NOTES TO CONSOLIDATED FINANCIAL STATEMENTS (continued)

11. BENEFIT PLANS (continued)
    Incentive Savings Plan--Substantially all employees are eligible to
    participate in a savings plan under which designated contributions, which
    may be invested in certain investments are matched, up to 5% of
    compensation, by ING. Pretax charges to operations for former Aetna the
    incentive savings plan were $9.0 million, $7.7 million and $5.3 million in
    2000, 1999 and 1998, respectively.

    Stock Plans--ALIAC, in conjunction with former Aetna, had a stock incentive
    plan that provided for stock options, deferred contingent common stock or
    equivalent cash awards or restricted stock to employees. Certain executive,
    middle management and non-management employees were granted options to
    purchase common stock of former Aetna at or above the market price on the
    date of grant. Options generally became 100% vested three years after the
    grant was made, with one-third of the options vesting each year. The former
    Aetna did not recognize compensation expense for stock options granted at or
    above the market price on the date of grant under its stock incentive plans.
    In addition, executives were, from time to time, granted incentive units
    which were rights to receive common stock or an equivalent value in cash.
    The sale of ALIAC to ING America Insurance Holdings, Inc by former Aetna
    caused all outstanding stock options to vest immediately. The costs to the
    Company associated with the former Aetna stock plans for 2000, 1999 and
    1998, were $2.7 million, $0.4 million and $4.2 million, respectively.

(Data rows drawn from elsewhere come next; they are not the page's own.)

//! Shell transport to a workspace host, tunnelled over the overlay.
//!
//! The workspace agent runs an ssh endpoint on the fixed agent port that
//! accepts the `daytona` user without credentials; the overlay provides the
//! confidentiality boundary. Sessions are opened per operation and closed
//! when the operation finishes.

use std::sync::Arc;

use anyhow::{bail, Context, Result};
use russh::client;
use russh::{ChannelMsg, Disconnect};
use tracing::debug;

use crate::overlay::{Dialer, AGENT_SSH_PORT};

/// Account the bootstrap script provisions on every workspace host.
pub const SSH_USER: &str = "daytona";

struct ClientHandler;

#[async_trait::async_trait]
impl client::Handler for ClientHandler {
    type Error = russh::Error;

    // Host keys are fresh per workspace and the overlay already
    // authenticates the peer, so any key is acceptable.
    async fn check_server_key(
        &mut self,
        _server_public_key: &russh_keys::key::PublicKey,
    ) -> Result<bool, Self::Error> {
        Ok(true)
    }
}

/// An authenticated shell session with one workspace host.
pub struct SshSession {
    handle: client::Handle<ClientHandler>,
    workspace_id: String,
}

impl SshSession {
    /// Dial the workspace's agent port and complete the ssh handshake.
    pub async fn connect(dialer: &dyn Dialer, workspace_id: &str) -> Result<Self> {
        let stream = dialer
            .dial(workspace_id, AGENT_SSH_PORT)
            .await
            .with_context(|| format!("failed to dial {workspace_id}:{AGENT_SSH_PORT}"))?;

        let config = Arc::new(client::Config::default());
        let mut handle = client::connect_stream(config, stream, ClientHandler)
            .await
            .context("ssh handshake failed")?;

        let authenticated = handle
            .authenticate_none(SSH_USER)
            .await
            .context("ssh authentication failed")?;
        if !authenticated {
            bail!("ssh authentication rejected for user {SSH_USER}");
        }

        debug!(workspace_id, "ssh session established");
        Ok(Self {
            handle,
            workspace_id: workspace_id.to_string(),
        })
    }

    /// Run `command` on the host and collect its combined output.
    ///
    /// A missing or non-zero exit status is an error carrying the output.
    pub async fn exec(&self, command: &str) -> Result<String> {
        let mut channel = self
            .handle
            .channel_open_session()
            .await
            .context("failed to open ssh channel")?;
        channel
            .exec(true, command)
            .await
            .with_context(|| format!("failed to start remote command: {command}"))?;

        let mut output = Vec::new();
        let mut status = None;
        loop {
            let Some(msg) = channel.wait().await else {
                break;
            };
            match msg {
                ChannelMsg::Data { ref data } => output.extend_from_slice(data),
                ChannelMsg::ExtendedData { ref data, .. } => output.extend_from_slice(data),
                ChannelMsg::ExitStatus { exit_status } => status = Some(exit_status),
                _ => {}
            }
        }

        let output = String::from_utf8_lossy(&output).into_owned();
        match status {
            Some(0) => {
                debug!(workspace_id = %self.workspace_id, command, "remote command done");
                Ok(output)
            }
            Some(code) => bail!("remote command `{command}` exited with {code}: {output}"),
            None => bail!("remote command `{command}` closed without an exit status"),
        }
    }

    /// Tear the session down. Errors only on protocol-level failure.
    pub async fn close(self) -> Result<()> {
        self.handle
            .disconnect(Disconnect::ByApplication, "", "English")
            .await
            .context("failed to close ssh session")?;
        Ok(())
    }
}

    During 2001, the benefits plans offered by ALIAC to its employees and agents
    will be transitioned to plans directly offered by ING. These plans are
    substantially similar to those offered by ALIAC, in conjunction with ING,
    and any differences are not expected to be material in nature.

    Effective January 1, 1998, Aeltus established an additional deferred
    incentive compensation plan, designed to attract, retain and incent key
    members of Aeltus. The plan had a five year vesting period. Payments under
    the plan were conditioned upon continued employment and were based upon an
    imputed share price of Aeltus at the end of the vesting period. The plan
    value was determined annually and the cost of the plan was expensed ratably
    over the vesting period. A change in control at Aeltus, as defined in the
    plan, would cause immediate full vesting of all outstanding shares. The
    purchase of Aetna Inc. by ING meets this definition. As a result, all
    outstanding shares became fully vested based on Aeltus's imputed value at
    the date of the sale and were subsequently paid out in early 2001. The
    appropriate annual share of the cost of the plan, including the additional
    cost in 2000 associated with this full vesting, has been reflected in
    salaries and related benefits in the Consolidated Statements of Income for
    each of the three years ended December 31, 2000. The costs to Aeltus
    associated with the deferred incentive compensation plan for 2000, 1999 and
    1998, were $42.2 million, $4.7 million and $3.1 million, respectively.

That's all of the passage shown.